--- Given data Enclosed Below ---

use std::io::Write;
use std::path::PathBuf;

use clap::{Args, Parser, Subcommand, ValueEnum};
use patternlock::codec::{decode, encode, from_ids, hash};
use patternlock::{DEFAULT_GRID_SIZE, Grid, HashAlgorithm, PatternGenerator, TrackerConfig};
use tracing::debug;

use crate::error::Result;
use crate::logging;
use crate::replay::{ReplayScript, load_config, replay, write_records};

#[derive(Debug, Parser)]
#[command(
    name = "patternlock",
    about = "Generate, serialize, hash, and replay PatternLock patterns",
    version
)]
pub struct Cli {
    /// Emit logs as JSON lines on stderr.
    #[arg(long, global = true)]
    pub log_json: bool,

    #[command(subcommand)]
    pub command: Commands,
}

#[derive(Debug, Subcommand)]
pub enum Commands {
    /// Print a random, easy-to-redraw pattern in string form.
    Generate(GenerateArgs),

    /// Turn dot ids into the string form.
    Encode(EncodeArgs),

    /// Turn the string form into a JSON array of dot ids.
    Decode(DecodeArgs),

    /// Print the hex digest of a pattern given in string form.
    Hash(HashArgs),

    /// Feed a scripted gesture through a tracker and print its events.
    Replay(ReplayArgs),
}

#[derive(Debug, Clone, Args)]
pub struct GridArgs {
    /// Dots per side.
    #[arg(long, default_value_t = DEFAULT_GRID_SIZE)]
    pub size: u16,
}

impl GridArgs {
    fn grid(&self) -> Result<Grid> {
        Ok(Grid::new(self.size)?)
    }
}

#[derive(Debug, Clone, Args)]
pub struct GenerateArgs {
    #[command(flatten)]
    pub grid: GridArgs,

    /// Number of dots.
    #[arg(long)]
    pub length: usize,

    /// Seed for a reproducible pattern.
    #[arg(long)]
    pub seed: Option<u64>,
}

#[derive(Debug, Clone, Args)]
pub struct EncodeArgs {
    #[command(flatten)]
    pub grid: GridArgs,

    /// Dot ids in draw order.
    pub ids: Vec<u32>,
}

#[derive(Debug, Clone, Args)]
pub struct DecodeArgs {
    #[command(flatten)]
    pub grid: GridArgs,

    /// Pattern in string form.
    pub pattern: String,
}

#[derive(Debug, Clone, Copy, PartialEq, Eq, ValueEnum)]
pub enum AlgorithmArg {
    Sha1,
    Md5,
    Sha256,
}

impl From<AlgorithmArg> for HashAlgorithm {
    fn from(arg: AlgorithmArg) -> Self {
        match arg {
            AlgorithmArg::Sha1 => Self::Sha1,
            AlgorithmArg::Md5 => Self::Md5,
            AlgorithmArg::Sha256 => Self::Sha256,
        }
    }
}

#[derive(Debug, Clone, Args)]
pub struct HashArgs {
    #[command(flatten)]
    pub grid: GridArgs,

    #[arg(long, value_enum, default_value_t = AlgorithmArg::Sha1)]
    pub algorithm: AlgorithmArg,

    /// Pattern in string form.
    pub pattern: String,
}

#[derive(Debug, Clone, Args)]
pub struct ReplayArgs {
    /// JSON script with view size and pointer events.
    pub script: PathBuf,

    /// Tracker config (TOML, or JSON with a `.json` extension).
    #[arg(long)]
    pub config: Option<PathBuf>,
}

pub fn run_from_env() -> Result<()> {
    let cli = Cli::parse();
    logging::init(cli.log_json);
    let stdout = std::io::stdout();
    let mut out = stdout.lock();
    run(cli, &mut out)
}

pub fn run(cli: Cli, out: &mut dyn Write) -> Result<()> {
    debug!(command = ?cli.command, "running command");
    match cli.command {
        Commands::Generate(args) => run_generate(args, out),
        Commands::Encode(args) => run_encode(args, out),
        Commands::Decode(args) => run_decode(args, out),
        Commands::Hash(args) => run_hash(args, out),
        Commands::Replay(args) => run_replay(args, out),
    }
}

fn run_generate(args: GenerateArgs, out: &mut dyn Write) -> Result<()> {
    let grid = args.grid.grid()?;
    let mut generator = match args.seed {
        Some(seed) => PatternGenerator::seeded(seed),
        None => PatternGenerator::from_os_rng(),
    };
    let pattern = generator.generate(grid, args.length)?;
    writeln!(out, "{}", encode(&pattern))?;
    Ok(())
}

fn run_encode(args: EncodeArgs, out: &mut dyn Write) -> Result<()> {
    let pattern = from_ids(args.grid.grid()?, args.ids)?;
    writeln!(out, "{}", encode(&pattern))?;
    Ok(())
}

fn run_decode(args: DecodeArgs, out: &mut dyn Write) -> Result<()> {
    let pattern = decode(args.grid.grid()?, &args.pattern)?;
    serde_json::to_writer(&mut *out, &pattern.ids())?;
    writeln!(out)?;
    Ok(())
}

fn run_hash(args: HashArgs, out: &mut dyn Write) -> Result<()> {
    let pattern = decode(args.grid.grid()?, &args.pattern)?;
    writeln!(out, "{}", hash(&pattern, args.algorithm.into()))?;
    Ok(())
}

fn run_replay(args: ReplayArgs, out: &mut dyn Write) -> Result<()> {
    let config = match &args.config {
        Some(path) => load_config(path)?,
        None => TrackerConfig::default(),
    };
    let script = ReplayScript::from_file(&args.script)?;
    let records = replay(&config, &script)?;
    write_records(out, &records)
}
#![forbid(unsafe_code)]

//! PatternLock public facade crate.
//!
//! Re-exports the tracker, codec, and generator behind one import, plus a
//! prelude for day-to-day usage:
//!
//! ```
//! use patternlock::prelude::*;
//!
//! let mut tracker = PatternTracker::new(&TrackerConfig::default())?;
//! tracker.layout(300.0, 300.0);
//! tracker.on_down(Point::new(50.0, 50.0));
//! tracker.on_move(&[Point::new(250.0, 250.0)]);
//! let events = tracker.on_up();
//!
//! let done = events[0].pattern().expect("complete carries the pattern");
//! assert_eq!(encode(done), "048");
//! # Ok::<(), patternlock::Error>(())
//! ```

// --- Core re-exports -------------------------------------------------------

pub use patternlock_core::{
    AspectRatio, ConfigError, DecodeError, Dot, DrawArea, DrawLookup, Error, Grid, GridGeometry,
    Insets, ListenerId, ListenerRegistry, Pattern, PatternEvent, PatternEventKind,
    PatternLockListener, PatternTracker, Point, PointerEvent, RenderSnapshot, Result, StateError,
    TrackerConfig, TrackerState, ViewMode, DEFAULT_GRID_SIZE, DEFAULT_HIT_FACTOR, MAX_GRID_SIZE,
};

#[cfg(feature = "config-file")]
pub use patternlock_core::ConfigFileError;

// --- Codec re-exports ------------------------------------------------------

#[cfg(feature = "codec")]
pub use patternlock_codec::{HashAlgorithm, IdFormat, decode, digest, encode, from_ids, hash, to_ids};

// --- Generator re-exports --------------------------------------------------

#[cfg(feature = "gen")]
pub use patternlock_gen::{PatternGenerator, generate_random_pattern};

// --- Prelude --------------------------------------------------------------

pub mod prelude {
    pub use crate::{
        Dot, Error, Grid, Pattern, PatternEvent, PatternLockListener, PatternTracker, Point,
        PointerEvent, Result, TrackerConfig, TrackerState, ViewMode,
    };

    #[cfg(feature = "codec")]
    pub use crate::{HashAlgorithm, decode, encode, hash};

    #[cfg(feature = "gen")]
    pub use crate::PatternGenerator;

    pub use crate::core;
    #[cfg(feature = "codec")]
    pub use crate::codec;
    #[cfg(feature = "gen")]
    pub use crate::generator;
}

pub use patternlock_core as core;
#[cfg(feature = "codec")]
pub use patternlock_codec as codec;
#[cfg(feature = "gen")]
pub use patternlock_gen as generator;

--- End of Enclosed Given data ---

◆ Aim of the task
Would you please output every record again, exactly?

◆ Answer space
use std::io::Write;
use std::path::PathBuf;

use clap::{Args, Parser, Subcommand, ValueEnum};
use patternlock::codec::{decode, encode, from_ids, hash};
use patternlock::{DEFAULT_GRID_SIZE, Grid, HashAlgorithm, PatternGenerator, TrackerConfig};
use tracing::debug;

use crate::error::Result;
use crate::logging;
use crate::replay::{ReplayScript, load_config, replay, write_records};

#[derive(Debug, Parser)]
#[command(
    name = "patternlock",
    about = "Generate, serialize, hash, and replay PatternLock patterns",
    version
)]
pub struct Cli {
    /// Emit logs as JSON lines on stderr.
    #[arg(long, global = true)]
    pub log_json: bool,

    #[command(subcommand)]
    pub command: Commands,
}

#[derive(Debug, Subcommand)]
pub enum Commands {
    /// Print a random, easy-to-redraw pattern in string form.
    Generate(GenerateArgs),

    /// Turn dot ids into the string form.
    Encode(EncodeArgs),

    /// Turn the string form into a JSON array of dot ids.
    Decode(DecodeArgs),

    /// Print the hex digest of a pattern given in string form.
    Hash(HashArgs),

    /// Feed a scripted gesture through a tracker and print its events.
    Replay(ReplayArgs),
}

#[derive(Debug, Clone, Args)]
pub struct GridArgs {
    /// Dots per side.
    #[arg(long, default_value_t = DEFAULT_GRID_SIZE)]
    pub size: u16,
}

impl GridArgs {
    fn grid(&self) -> Result<Grid> {
        Ok(Grid::new(self.size)?)
    }
}

#[derive(Debug, Clone, Args)]
pub struct GenerateArgs {
    #[command(flatten)]
    pub grid: GridArgs,

    /// Number of dots.
    #[arg(long)]
    pub length: usize,

    /// Seed for a reproducible pattern.
    #[arg(long)]
    pub seed: Option<u64>,
}

#[derive(Debug, Clone, Args)]
pub struct EncodeArgs {
    #[command(flatten)]
    pub grid: GridArgs,

    /// Dot ids in draw order.
    pub ids: Vec<u32>,
}

#[derive(Debug, Clone, Args)]
pub struct DecodeArgs {
    #[command(flatten)]
    pub grid: GridArgs,

    /// Pattern in string form.
    pub pattern: String,
}

#[derive(Debug, Clone, Copy, PartialEq, Eq, ValueEnum)]
pub enum AlgorithmArg {
    Sha1,
    Md5,
    Sha256,
}

impl From<AlgorithmArg> for HashAlgorithm {
    fn from(arg: AlgorithmArg) -> Self {
        match arg {
            AlgorithmArg::Sha1 => Self::Sha1,
            AlgorithmArg::Md5 => Self::Md5,
            AlgorithmArg::Sha256 => Self::Sha256,
        }
    }
}

#[derive(Debug, Clone, Args)]
pub struct HashArgs {
    #[command(flatten)]
    pub grid: GridArgs,

    #[arg(long, value_enum, default_value_t = AlgorithmArg::Sha1)]
    pub algorithm: AlgorithmArg,

    /// Pattern in string form.
    pub pattern: String,
}

#[derive(Debug, Clone, Args)]
pub struct ReplayArgs {
    /// JSON script with view size and pointer events.
    pub script: PathBuf,

    /// Tracker config (TOML, or JSON with a `.json` extension).
    #[arg(long)]
    pub config: Option<PathBuf>,
}

pub fn run_from_env() -> Result<()> {
    let cli = Cli::parse();
    logging::init(cli.log_json);
    let stdout = std::io::stdout();
    let mut out = stdout.lock();
    run(cli, &mut out)
}

pub fn run(cli: Cli, out: &mut dyn Write) -> Result<()> {
    debug!(command = ?cli.command, "running command");
    match cli.command {
        Commands::Generate(args) => run_generate(args, out),
        Commands::Encode(args) => run_encode(args, out),
        Commands::Decode(args) => run_decode(args, out),
        Commands::Hash(args) => run_hash(args, out),
        Commands::Replay(args) => run_replay(args, out),
    }
}

fn run_generate(args: GenerateArgs, out: &mut dyn Write) -> Result<()> {
    let grid = args.grid.grid()?;
    let mut generator = match args.seed {
        Some(seed) => PatternGenerator::seeded(seed),
        None => PatternGenerator::from_os_rng(),
    };
    let pattern = generator.generate(grid, args.length)?;
    writeln!(out, "{}", encode(&pattern))?;
    Ok(())
}

fn run_encode(args: EncodeArgs, out: &mut dyn Write) -> Result<()> {
    let pattern = from_ids(args.grid.grid()?, args.ids)?;
    writeln!(out, "{}", encode(&pattern))?;
    Ok(())
}

fn run_decode(args: DecodeArgs, out: &mut dyn Write) -> Result<()> {
    let pattern = decode(args.grid.grid()?, &args.pattern)?;
    serde_json::to_writer(&mut *out, &pattern.ids())?;
    writeln!(out)?;
    Ok(())
}

fn run_hash(args: HashArgs, out: &mut dyn Write) -> Result<()> {
    let pattern = decode(args.grid.grid()?, &args.pattern)?;
    writeln!(out, "{}", hash(&pattern, args.algorithm.into()))?;
    Ok(())
}

fn run_replay(args: ReplayArgs, out: &mut dyn Write) -> Result<()> {
    let config = match &args.config {
        Some(path) => load_config(path)?,
        None => TrackerConfig::default(),
    };
    let script = ReplayScript::from_file(&args.script)?;
    let records = replay(&config, &script)?;
    write_records(out, &records)
}
#![forbid(unsafe_code)]

//! PatternLock public facade crate.
//!
//! Re-exports the tracker, codec, and generator behind one import, plus a
//! prelude for day-to-day usage:
//!
//! ```
//! use patternlock::prelude::*;
//!
//! let mut tracker = PatternTracker::new(&TrackerConfig::default())?;
//! tracker.layout(300.0, 300.0);
//! tracker.on_down(Point::new(50.0, 50.0));
//! tracker.on_move(&[Point::new(250.0, 250.0)]);
//! let events = tracker.on_up();
//!
//! let done = events[0].pattern().expect("complete carries the pattern");
//! assert_eq!(encode(done), "048");
//! # Ok::<(), patternlock::Error>(())
//! ```

// --- Core re-exports -------------------------------------------------------

pub use patternlock_core::{
    AspectRatio, ConfigError, DecodeError, Dot, DrawArea, DrawLookup, Error, Grid, GridGeometry,
    Insets, ListenerId, ListenerRegistry, Pattern, PatternEvent, PatternEventKind,
    PatternLockListener, PatternTracker, Point, PointerEvent, RenderSnapshot, Result, StateError,
    TrackerConfig, TrackerState, ViewMode, DEFAULT_GRID_SIZE, DEFAULT_HIT_FACTOR, MAX_GRID_SIZE,
};

#[cfg(feature = "config-file")]
pub use patternlock_core::ConfigFileError;

// --- Codec re-exports ------------------------------------------------------

#[cfg(feature = "codec")]
pub use patternlock_codec::{HashAlgorithm, IdFormat, decode, digest, encode, from_ids, hash, to_ids};

// --- Generator re-exports --------------------------------------------------

#[cfg(feature = "gen")]
pub use patternlock_gen::{PatternGenerator, generate_random_pattern};

// --- Prelude --------------------------------------------------------------

pub mod prelude {
    pub use crate::{
        Dot, Error, Grid, Pattern, PatternEvent, PatternLockListener, PatternTracker, Point,
        PointerEvent, Result, TrackerConfig, TrackerState, ViewMode,
    };

    #[cfg(feature = "codec")]
    pub use crate::{HashAlgorithm, decode, encode, hash};

    #[cfg(feature = "gen")]
    pub use crate::PatternGenerator;

    pub use crate::core;
    #[cfg(feature = "codec")]
    pub use crate::codec;
    #[cfg(feature = "gen")]
    pub use crate::generator;
}

pub use patternlock_core as core;
#[cfg(feature = "codec")]
pub use patternlock_codec as codec;
#[cfg(feature = "gen")]
pub use patternlock_gen as generator;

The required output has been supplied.